═════ Material for this task

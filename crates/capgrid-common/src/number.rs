//! Lenient numeric parsing for user-typed cell text.
//!
//! Grid cells arrive as strings typed by people used to either `1,234.5` or
//! `1.234,5`. The rules, applied after dropping all whitespace:
//!
//! - if both `.` and `,` occur, the one occurring last is the decimal mark
//!   and the other groups thousands
//! - a separator occurring more than once groups thousands
//! - a single `,` followed by exactly three digits, with a non-zero integer
//!   part, groups thousands (`1,234`); otherwise it is a decimal comma (`0,125`)
//! - a single `.` is a decimal point
//!
//! Thousands groups after the first must be exactly three digits. Anything
//! else (letters, `%`, non-finite results) yields `None`; callers decide what
//! "unparsable" means for them.

/// Parse `text` as a number, tolerating thousands separators and comma-decimal.
pub fn parse_lenient(text: &str) -> Option<f64> {
    let compact: String = text.chars().filter(|c| !c.is_whitespace()).collect();
    if compact.is_empty() {
        return None;
    }

    let (negative, body) = match compact.strip_prefix('-') {
        Some(rest) => (true, rest),
        None => (false, compact.strip_prefix('+').unwrap_or(compact.as_str())),
    };

    let (mantissa, exponent) = match body.find(['e', 'E']) {
        Some(idx) => (&body[..idx], Some(&body[idx + 1..])),
        None => (body, None),
    };

    let mut canonical = String::with_capacity(compact.len());
    if negative {
        canonical.push('-');
    }
    canonical.push_str(&normalize_mantissa(mantissa)?);
    if let Some(exp) = exponent {
        let digits = exp.strip_prefix(['+', '-']).unwrap_or(exp);
        if !is_digits(digits) {
            return None;
        }
        canonical.push('e');
        canonical.push_str(exp);
    }

    let value = canonical.parse::<f64>().ok()?;
    value.is_finite().then_some(value)
}

/// Rewrite a sign-less mantissa into `digits[.digits]` form.
fn normalize_mantissa(mantissa: &str) -> Option<String> {
    let dots = mantissa.matches('.').count();
    let commas = mantissa.matches(',').count();

    let (int_part, frac_part) = match (dots, commas) {
        (0, 0) => (mantissa.to_owned(), None),
        (1, 0) => split_once_owned(mantissa, '.'),
        (_, 0) => (strip_grouping(mantissa, '.')?, None),
        (0, 1) => {
            let (int, frac) = mantissa.split_once(',')?;
            let significant_int = !int.trim_start_matches('0').is_empty();
            if frac.len() == 3 && is_digits(frac) && significant_int {
                (format!("{int}{frac}"), None)
            } else {
                (int.to_owned(), Some(frac.to_owned()))
            }
        }
        (0, _) => (strip_grouping(mantissa, ',')?, None),
        _ => {
            let last_dot = mantissa.rfind('.')?;
            let last_comma = mantissa.rfind(',')?;
            let (decimal, grouping) = if last_dot > last_comma {
                ('.', ',')
            } else {
                (',', '.')
            };
            if mantissa.matches(decimal).count() != 1 {
                return None;
            }
            let (int, frac) = mantissa.split_once(decimal)?;
            if frac.contains(grouping) {
                return None;
            }
            (strip_grouping(int, grouping)?, Some(frac.to_owned()))
        }
    };

    let int_ok = int_part.is_empty() || is_digits(&int_part);
    let frac_ok = frac_part.as_deref().is_none_or(|f| f.is_empty() || is_digits(f));
    let has_digit = !int_part.is_empty() || frac_part.as_deref().is_some_and(|f| !f.is_empty());
    if !(int_ok && frac_ok && has_digit) {
        return None;
    }

    Some(match frac_part {
        Some(frac) if !frac.is_empty() => format!("{}.{frac}", zero_if_empty(&int_part)),
        _ => zero_if_empty(&int_part).to_owned(),
    })
}

fn split_once_owned(s: &str, sep: char) -> (String, Option<String>) {
    match s.split_once(sep) {
        Some((a, b)) => (a.to_owned(), Some(b.to_owned())),
        None => (s.to_owned(), None),
    }
}

/// Remove `sep` thousands grouping; every group after the first is 3 digits.
fn strip_grouping(s: &str, sep: char) -> Option<String> {
    let mut groups = s.split(sep);
    let first = groups.next()?;
    if first.is_empty() || !is_digits(first) {
        return None;
    }
    let mut out = first.to_owned();
    for group in groups {
        if group.len() != 3 || !is_digits(group) {
            return None;
        }
        out.push_str(group);
    }
    Some(out)
}

fn is_digits(s: &str) -> bool {
    !s.is_empty() && s.bytes().all(|b| b.is_ascii_digit())
}

fn zero_if_empty(s: &str) -> &str {
    if s.is_empty() { "0" } else { s }
}

/// True when a raw cell string counts as entered.
///
/// `"0"` is present; `""` and whitespace-only strings are not.
pub fn is_present(raw: Option<&str>) -> bool {
    raw.is_some_and(|s| !s.trim().is_empty())
}

#[cfg(test)]
mod tests {
    use super::*;

    fn assert_parses(text: &str, expected: f64) {
        match parse_lenient(text) {
            Some(n) => assert!(
                (n - expected).abs() < 1e-9,
                "{text:?} parsed to {n}, expected {expected}"
            ),
            None => panic!("{text:?} did not parse, expected {expected}"),
        }
    }

    #[test]
    fn plain_numbers() {
        assert_parses("0", 0.0);
        assert_parses("42", 42.0);
        assert_parses("-7.25", -7.25);
        assert_parses("+3", 3.0);
        assert_parses(".5", 0.5);
        assert_parses("5.", 5.0);
        assert_parses("  12  ", 12.0);
        assert_parses("1.5e3", 1500.0);
    }

    #[test]
    fn thousands_separators() {
        assert_parses("1,234", 1234.0);
        assert_parses("1,234,567", 1_234_567.0);
        assert_parses("1.234.567", 1_234_567.0);
        assert_parses("1,234.50", 1234.5);
        assert_parses("1 234 567", 1_234_567.0);
        assert_parses("1\u{a0}234", 1234.0);
    }

    #[test]
    fn comma_decimal() {
        assert_parses("12,5", 12.5);
        assert_parses("0,125", 0.125);
        assert_parses("1.234,56", 1234.56);
        assert_parses("-1.234,5", -1234.5);
    }

    #[test]
    fn rejects_garbage() {
        for text in [
            "", "   ", "-", "abc", "12a", "1,2,3", "1.2.3", "1,23.4.5", "inf", "NaN", "40%",
            "1e", "1,234.5,6",
        ] {
            assert_eq!(parse_lenient(text), None, "{text:?} should not parse");
        }
    }

    #[test]
    fn presence_is_about_text_not_value() {
        assert!(is_present(Some("0")));
        assert!(is_present(Some("abc")));
        assert!(!is_present(Some("")));
        assert!(!is_present(Some("  ")));
        assert!(!is_present(None));
    }
}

══════════

Task to carry out
Lines in the listing that include the word "else": how many are there? Give the number alone.

Answer to this task
4